1. Fever and a murmur
2. Fever and IV drug use
3. Fever of unexplained origin (FUO): fever>3wks
4. Fever and systemic emboli (stroke)
5. Fever after valve surgery

Diagnosis of endocarditis

1. Clinical picture
2. Blood cultures: 3 separate sticks at least 20 mins apart
4. Echocardiography
-Transthoracic vs. transesophageal
5. "Duke criteria"

Treatment of endocarditis

1. Bactericidal drugs: bc bacteria are within platelet-fibrin complexes
-synergy: penicillin + gentamicin
2. High doses
3. Long time

Note: there are 3 times you NEED to use bactericidal drugs over bacteriostatic drugs: endocarditis, meningitis, patients with low WBC count

Major indication for surgery on NATIVE heart valves

intractable heart failure

the other indicated time to do surgery is if the patient has an artificial valve infection. the infection is around the sutures when prosthetic valves get infected, therefore they need to be taken out.

Endocarditis prophylaxis

1. Give antibiotics to those at high risk for endocarditis at time of procedures likely to be attended by bacteremia.
2. Directed at endocarditis etiologies.
3. Standard of care.
4. No proof of efficacy.
5. Even if worked wouldn't prevent most cases.

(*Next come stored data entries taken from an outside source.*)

//! # specforge-server
//!
//! HTTP server for specforge.
//!
//! This binary provides:
//! - REST API for spec uploads, versions, diffs, generated clients and npm settings
//! - Event functions for database webhooks
//! - OpenAPI documentation via Swagger UI
//! - Structured logging to file and stdout
//!
//! ## Running
//!
//! ```bash
//! # Development
//! GEMINI_API_KEY=... cargo run --package specforge-server
//!
//! # With an explicit configuration file
//! SPECFORGE_CONFIG=/etc/specforge/config.toml ./specforge-server
//! ```

#![forbid(unsafe_code)]
#![warn(clippy::all, clippy::pedantic, clippy::nursery)]

use std::net::SocketAddr;

use anyhow::Context;
use specforge_core::Config;
use specforge_server::{api, logging, state::AppState};
use tokio::net::TcpListener;
use tracing::{error, info};

#[tokio::main]
async fn main() -> anyhow::Result<()> {
    let config = Config::load(None).context("Failed to load configuration")?;

    logging::init(&config.logging)?;

    info!("Starting specforge-server");

    if let Err(e) = config.validate() {
        error!(error = %e, "Invalid configuration");
        return Err(e.into());
    }

    let addr: SocketAddr = format!("{}:{}", config.server.host, config.server.port)
        .parse()
        .context("Invalid server.host / server.port")?;

    let state = AppState::new(config)?;
    let app = api::create_router(state);

    let listener = TcpListener::bind(addr).await?;
    info!("Listening on {}", addr);

    axum::serve(listener, app)
        .with_graceful_shutdown(shutdown_signal())
        .await?;

    info!("Server stopped");
    Ok(())
}

async fn shutdown_signal() {
    if let Err(e) = tokio::signal::ctrl_c().await {
        error!(error = %e, "Failed to listen for shutdown signal");
        std::future::pending::<()>().await;
    }
    info!("Shutdown signal received");
}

Prophylaxis= penicillin (if allergy, clindamycin)

Who should get prophylaxis?

Only those with cardiac conditions associated with the highest risk of adverse outcome from endocarditis:
1. Prosthetic cardiac valve
2. Previous endocarditis
3. Congenital heart disease (only those listed here):
-Unrepaired cyanotic CHD, including palliative shunts and conduits.
-Completely repaired CHD with prosthetic material or device, whether placed by surgery or by catheter, during the first 6 months after the procedure.
-Repaired CHD with residual defects at or adjacent to prosthetic patch or device.
4. Cardiac transplantation recipients who develop valvulopathy.

What procedures should get it?

All dental procedures that involve manipulation of gingival tissue or the periapical region of teeth or perforation of the oral mucosa.*

*Not for routine anesthetic injections, taking dental radiographs, placement of orthodontic brackets, shedding of deciduous teeth, and bleeding from trauma to lips or oral mucosa.